Mr Lovell said that Mr Condit had, "in the most stressful week of his life", submitted to a test by an independent expert, a former FBI agent, who was regularly used by the police and the FBI for both testing and teaching, whose credentials as an expert were "unassailable". His results would be submitted to the police.
The Assistant Chief of Police, Mr Terrance Gainer, expressed some scepticism about the test but said he would look at the results. Mr Lovell said that the tester had found Mr Condit was "not deceptive in any way" and that in his "no" to three crucial questions he had not varied more than one-hundredth of one per cent from accuracy.
Those questions were: did he have anything to do with the disappearance? did he harm or cause to be harmed Ms Levy? and did he know where she now was? Mr Lovell said that Mr Condit had now done everything he possibly could to help the investigation, from offering a reward to allowing the search of his flat and the taking of a DNA sample, to his willingness to answer police questions. Now the time had come, for Ms Levy's sake he said, for the media to turn its focus elsewhere, perhaps to the 99 other witnesses that the police had identified as having a contribution to make to the investigation.

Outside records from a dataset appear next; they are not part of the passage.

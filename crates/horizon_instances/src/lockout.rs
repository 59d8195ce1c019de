//! # Lockout Reset Manager
//!
//! A background actor that wakes on a fixed cadence and runs the calendar
//! resets:
//!
//! * **daily** - once per UTC day after `daily_hour`; expires lockouts through
//!   persistence and broadcasts a reset notice
//! * **weekly** - once per week on `weekly_day` after the same hour; broadcast
//!   only, since every lockout already carries its own expiry timestamp
//!
//! The last reset date of each kind is kept in memory and persisted, so a
//! restarted manager, or a check that runs twice on the same day, never fires
//! a reset twice. A reset whose persistence call fails leaves its guard
//! untouched and is retried on the next check.

use chrono::{DateTime, Datelike, Duration as ChronoDuration, NaiveDate, NaiveTime, Timelike, Utc, Weekday};
use horizon_contracts::{call, notify, ActorError, Collaborators, InstanceKind, OutboundMessage, ResetKind};
use std::time::Duration;
use tokio::sync::{mpsc, oneshot};
use tokio::task::JoinHandle;
use tokio::time::{interval, MissedTickBehavior};
use tracing::{debug, info, warn};

/// Calendar of daily and weekly reset boundaries, in UTC.
#[derive(Debug, Clone, Copy, PartialEq, Eq)]
pub struct ResetSchedule {
    pub daily_hour: u32,
    pub weekly_day: Weekday,
}

impl Default for ResetSchedule {
    fn default() -> Self {
        Self {
            daily_hour: 10,
            weekly_day: Weekday::Tue,
        }
    }
}

/// Last reset dates, one per reset kind.
#[derive(Debug, Clone, Copy, Default, PartialEq, Eq)]
pub struct ResetGuards {
    pub daily: Option<NaiveDate>,
    pub weekly: Option<NaiveDate>,
}

impl ResetGuards {
    fn set(&mut self, kind: ResetKind, date: NaiveDate) {
        match kind {
            ResetKind::Daily => self.daily = Some(date),
            ResetKind::Weekly => self.weekly = Some(date),
        }
    }
}

impl ResetSchedule {
    fn reset_time(&self) -> NaiveTime {
        NaiveTime::from_hms_opt(self.daily_hour, 0, 0).unwrap_or(NaiveTime::MIN)
    }

    fn boundary_on(&self, date: NaiveDate) -> DateTime<Utc> {
        date.and_time(self.reset_time()).and_utc()
    }

    /// First daily boundary strictly after `now`.
    pub fn next_daily_reset(&self, now: DateTime<Utc>) -> DateTime<Utc> {
        let today = self.boundary_on(now.date_naive());
        if today > now {
            today
        } else {
            today + ChronoDuration::days(1)
        }
    }

    /// First weekly boundary strictly after `now`.
    pub fn next_weekly_reset(&self, now: DateTime<Utc>) -> DateTime<Utc> {
        let days_ahead = (7 + self.weekly_day.num_days_from_monday()
            - now.weekday().num_days_from_monday())
            % 7;
        let candidate =
            self.boundary_on(now.date_naive()) + ChronoDuration::days(i64::from(days_ahead));
        if candidate > now {
            candidate
        } else {
            candidate + ChronoDuration::weeks(1)
        }
    }

    /// Expiry for a lockout earned now: raids lock until the weekly reset,
    /// everything else until the daily one.
    pub fn lockout_expiry(&self, kind: InstanceKind, now: DateTime<Utc>) -> DateTime<Utc> {
        match kind {
            InstanceKind::Raid => self.next_weekly_reset(now),
            _ => self.next_daily_reset(now),
        }
    }

    /// Resets that should fire at `now` given the last reset dates.
    pub fn due_resets(&self, now: DateTime<Utc>, guards: &ResetGuards) -> Vec<ResetKind> {
        let today = now.date_naive();
        if now.hour() < self.daily_hour {
            return Vec::new();
        }
        let mut due = Vec::new();
        if guards.daily != Some(today) {
            due.push(ResetKind::Daily);
        }
        if now.weekday() == self.weekly_day && guards.weekly != Some(today) {
            due.push(ResetKind::Weekly);
        }
        due
    }
}

#[derive(Debug, Clone, Copy, PartialEq, Eq)]
pub struct LockoutConfig {
    pub check_interval: Duration,
    pub schedule: ResetSchedule,
}

impl Default for LockoutConfig {
    fn default() -> Self {
        Self {
            check_interval: Duration::from_secs(60),
            schedule: ResetSchedule::default(),
        }
    }
}

enum LockoutCommand {
    CheckNow(oneshot::Sender<Vec<ResetKind>>),
    Guards(oneshot::Sender<ResetGuards>),
    Stop,
}

/// Handle to the running lockout manager.
#[derive(Debug, Clone)]
pub struct LockoutManagerHandle {
    sender: mpsc::Sender<LockoutCommand>,
}

impl LockoutManagerHandle {
    /// Runs a reset check immediately and returns the resets that fired.
    pub async fn check_now(&self) -> Result<Vec<ResetKind>, ActorError> {
        call(&self.sender, LockoutCommand::CheckNow).await
    }

    pub async fn guards(&self) -> Result<ResetGuards, ActorError> {
        call(&self.sender, LockoutCommand::Guards).await
    }

    pub async fn stop(&self) -> Result<(), ActorError> {
        notify(&self.sender, LockoutCommand::Stop).await
    }
}

impl std::fmt::Debug for LockoutCommand {
    fn fmt(&self, f: &mut std::fmt::Formatter<'_>) -> std::fmt::Result {
        match self {
            LockoutCommand::CheckNow(_) => write!(f, "CheckNow"),
            LockoutCommand::Guards(_) => write!(f, "Guards"),
            LockoutCommand::Stop => write!(f, "Stop"),
        }
    }
}

pub struct LockoutManager {
    config: LockoutConfig,
    collaborators: Collaborators,
    guards: ResetGuards,
}

impl LockoutManager {
    pub fn spawn(config: LockoutConfig, collaborators: Collaborators) -> (LockoutManagerHandle, JoinHandle<()>) {
        let (sender, receiver) = mpsc::channel(16);
        let manager = Self {
            config,
            collaborators,
            guards: ResetGuards::default(),
        };
        let task = tokio::spawn(manager.run(receiver));
        (LockoutManagerHandle { sender }, task)
    }

    async fn run(mut self, mut mailbox: mpsc::Receiver<LockoutCommand>) {
        self.load_guards().await;
        info!(
            "🔒 Lockout manager started (daily reset {:02}:00 UTC, weekly on {})",
            self.config.schedule.daily_hour, self.config.schedule.weekly_day
        );

        let mut ticker = interval(self.config.check_interval);
        ticker.set_missed_tick_behavior(MissedTickBehavior::Skip);

        loop {
            tokio::select! {
                command = mailbox.recv() => match command {
                    Some(LockoutCommand::CheckNow(reply)) => {
                        let fired = self.run_check().await;
                        let _ = reply.send(fired);
                    }
                    Some(LockoutCommand::Guards(reply)) => {
                        let _ = reply.send(self.guards);
                    }
                    Some(LockoutCommand::Stop) | None => break,
                },
                _ = ticker.tick() => {
                    self.run_check().await;
                }
            }
        }

        info!("🔒 Lockout manager stopped");
    }

    async fn load_guards(&mut self) {
        for kind in [ResetKind::Daily, ResetKind::Weekly] {
            match self.collaborators.persistence.last_reset(kind).await {
                Ok(Some(date)) => self.guards.set(kind, date),
                Ok(None) => {}
                Err(e) => warn!("⚠️ Could not read last {:?} reset date: {}", kind, e),
            }
        }
        debug!("🔒 Loaded reset guards: {:?}", self.guards);
    }

    async fn run_check(&mut self) -> Vec<ResetKind> {
        let now = self.collaborators.clock.now();
        let today = now.date_naive();
        let mut fired = Vec::new();

        for kind in self.config.schedule.due_resets(now, &self.guards) {
            let done = match kind {
                ResetKind::Daily => self.daily_reset(now).await,
                ResetKind::Weekly => self.weekly_reset().await,
            };
            if !done {
                continue;
            }
            self.guards.set(kind, today);
            if let Err(e) = self.collaborators.persistence.store_last_reset(kind, today).await {
                warn!("⚠️ Could not persist {:?} reset guard: {}", kind, e);
            }
            fired.push(kind);
        }

        fired
    }

    async fn daily_reset(&self, now: DateTime<Utc>) -> bool {
        let expired = match self.collaborators.persistence.expire_lockouts(now).await {
            Ok(count) => count,
            Err(e) => {
                warn!("⚠️ Daily reset failed, will retry: {}", e);
                return false;
            }
        };
        info!("🌅 Daily reset: expired {} lockouts", expired);
        self.announce(ResetKind::Daily).await;
        true
    }

    async fn weekly_reset(&self) -> bool {
        info!("📅 Weekly reset");
        self.announce(ResetKind::Weekly).await
    }

    async fn announce(&self, kind: ResetKind) -> bool {
        match self
            .collaborators
            .broadcaster
            .send_global(OutboundMessage::LockoutReset { kind })
            .await
        {
            Ok(()) => true,
            Err(e) => {
                warn!("⚠️ Failed to announce {:?} reset: {}", kind, e);
                false
            }
        }
    }
}

#[cfg(test)]
mod tests {
    use super::*;
    use chrono::TimeZone;
    use horizon_contracts::{InMemoryCollaborators, LockoutRecord, Persistence, StaticTemplateStore};
    use horizon_contracts::{BossId, CharacterId, DefinitionId, Difficulty};

    fn at(y: i32, m: u32, d: u32, h: u32) -> DateTime<Utc> {
        Utc.with_ymd_and_hms(y, m, d, h, 0, 0).single().unwrap()
    }

    // 2024-06-04 is a Tuesday
    const TUESDAY: (i32, u32, u32) = (2024, 6, 4);

    #[test]
    fn next_daily_boundary() {
        let schedule = ResetSchedule::default();
        let (y, m, d) = TUESDAY;
        assert_eq!(schedule.next_daily_reset(at(y, m, d, 9)), at(y, m, d, 10));
        assert_eq!(schedule.next_daily_reset(at(y, m, d, 10)), at(y, m, d + 1, 10));
    }

    #[test]
    fn next_weekly_boundary() {
        let schedule = ResetSchedule::default();
        let (y, m, d) = TUESDAY;
        assert_eq!(schedule.next_weekly_reset(at(y, m, d, 9)), at(y, m, d, 10));
        assert_eq!(schedule.next_weekly_reset(at(y, m, d, 11)), at(y, m, d + 7, 10));
        assert_eq!(schedule.next_weekly_reset(at(y, m, d + 2, 11)), at(y, m, d + 7, 10));
    }

    #[test]
    fn raids_lock_until_weekly_reset() {
        let schedule = ResetSchedule::default();
        let now = at(2024, 6, 6, 12);
        assert_eq!(schedule.lockout_expiry(InstanceKind::Dungeon, now), at(2024, 6, 7, 10));
        assert_eq!(schedule.lockout_expiry(InstanceKind::Raid, now), at(2024, 6, 11, 10));
    }

    #[test]
    fn due_resets_respect_hour_and_guards() {
        let schedule = ResetSchedule::default();
        let (y, m, d) = TUESDAY;
        let mut guards = ResetGuards::default();

        assert!(schedule.due_resets(at(y, m, d, 9), &guards).is_empty());
        assert_eq!(
            schedule.due_resets(at(y, m, d, 10), &guards),
            vec![ResetKind::Daily, ResetKind::Weekly]
        );

        guards.daily = Some(at(y, m, d, 0).date_naive());
        assert_eq!(schedule.due_resets(at(y, m, d, 15), &guards), vec![ResetKind::Weekly]);

        // Wednesday only has a daily reset
        assert_eq!(schedule.due_resets(at(y, m, d + 1, 15), &guards), vec![ResetKind::Daily]);
    }

    fn lockout(expires_at: DateTime<Utc>) -> LockoutRecord {
        LockoutRecord {
            character: CharacterId(1),
            definition_id: DefinitionId(10),
            difficulty: Difficulty::Veteran,
            boss_id: BossId(1),
            expires_at,
        }
    }

    #[tokio::test]
    async fn daily_reset_fires_once_per_day() {
        let (y, m, d) = TUESDAY;
        let memory = InMemoryCollaborators::new(StaticTemplateStore::default(), at(y, m, d + 1, 11));
        memory.persistence.create_lockout(lockout(at(y, m, d + 1, 10))).await.unwrap();

        let (handle, _task) = LockoutManager::spawn(LockoutConfig::default(), memory.bundle());
        // the first interval tick may already have run the reset
        let _ = handle.check_now().await.unwrap();
        assert!(handle.check_now().await.unwrap().is_empty());

        assert!(memory.persistence.all_lockouts().await.is_empty());
        let resets = memory
            .broadcaster
            .matching(|m| matches!(m, OutboundMessage::LockoutReset { kind: ResetKind::Daily }))
            .await;
        assert_eq!(resets.len(), 1);
        assert_eq!(
            memory.persistence.last_reset(ResetKind::Daily).await.unwrap(),
            Some(at(y, m, d + 1, 0).date_naive())
        );
        handle.stop().await.unwrap();
    }

    #[tokio::test]
    async fn persisted_guard_prevents_refire_after_restart() {
        let (y, m, d) = TUESDAY;
        let now = at(y, m, d + 1, 11);
        let memory = InMemoryCollaborators::new(StaticTemplateStore::default(), now);
        memory
            .persistence
            .store_last_reset(ResetKind::Daily, now.date_naive())
            .await
            .unwrap();

        let (handle, _task) = LockoutManager::spawn(LockoutConfig::default(), memory.bundle());
        assert!(handle.check_now().await.unwrap().is_empty());
        assert_eq!(handle.guards().await.unwrap().daily, Some(now.date_naive()));
        assert!(memory.broadcaster.sent().await.is_empty());
    }

    #[tokio::test]
    async fn failed_expiry_is_retried_on_next_check() {
        let (y, m, d) = TUESDAY;
        let memory = InMemoryCollaborators::new(StaticTemplateStore::default(), at(y, m, d + 1, 11));
        memory.persistence.set_fail_lockout_expiry(true);

        let (handle, _task) = LockoutManager::spawn(LockoutConfig::default(), memory.bundle());
        assert!(handle.check_now().await.unwrap().is_empty());
        assert_eq!(handle.guards().await.unwrap().daily, None);

        memory.persistence.set_fail_lockout_expiry(false);
        assert_eq!(handle.check_now().await.unwrap(), vec![ResetKind::Daily]);
    }

    #[tokio::test(start_paused = true)]
    async fn periodic_check_runs_without_prompting() {
        let (y, m, d) = TUESDAY;
        let memory = InMemoryCollaborators::new(StaticTemplateStore::default(), at(y, m, d, 9));
        let (handle, _task) = LockoutManager::spawn(LockoutConfig::default(), memory.bundle());

        tokio::time::sleep(Duration::from_secs(5)).await;
        assert!(memory.broadcaster.sent().await.is_empty());

        memory.clock.set(at(y, m, d, 10));
        tokio::time::sleep(Duration::from_secs(61)).await;

        let guards = handle.guards().await.unwrap();
        assert_eq!(guards.daily, Some(at(y, m, d, 0).date_naive()));
        assert_eq!(guards.weekly, Some(at(y, m, d, 0).date_naive()));
        assert_eq!(memory.broadcaster.sent().await.len(), 2);
    }
}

Mr Condit's decision to submit to the test is likely to relieve some of the pressure on him, although federal investigators were yesterday talking about possible charges of obstructing justice over suggestions he and his lawyers may have asked a second lover to deny their affair in an affidavit. Federal law enforcement officials said they are also interested in other contacts Mr Condit's representatives may have had with potential witnesses in the case. Lie detector evidence is not accepted in the US courts as infallible, although investigators still like to use the polygraph because it is a very effective psychological tool in extracting confessions. An error rate of up to 15 per cent is cited by experts but most will ask whether a guilty Mr Condit would ever have dared to take one.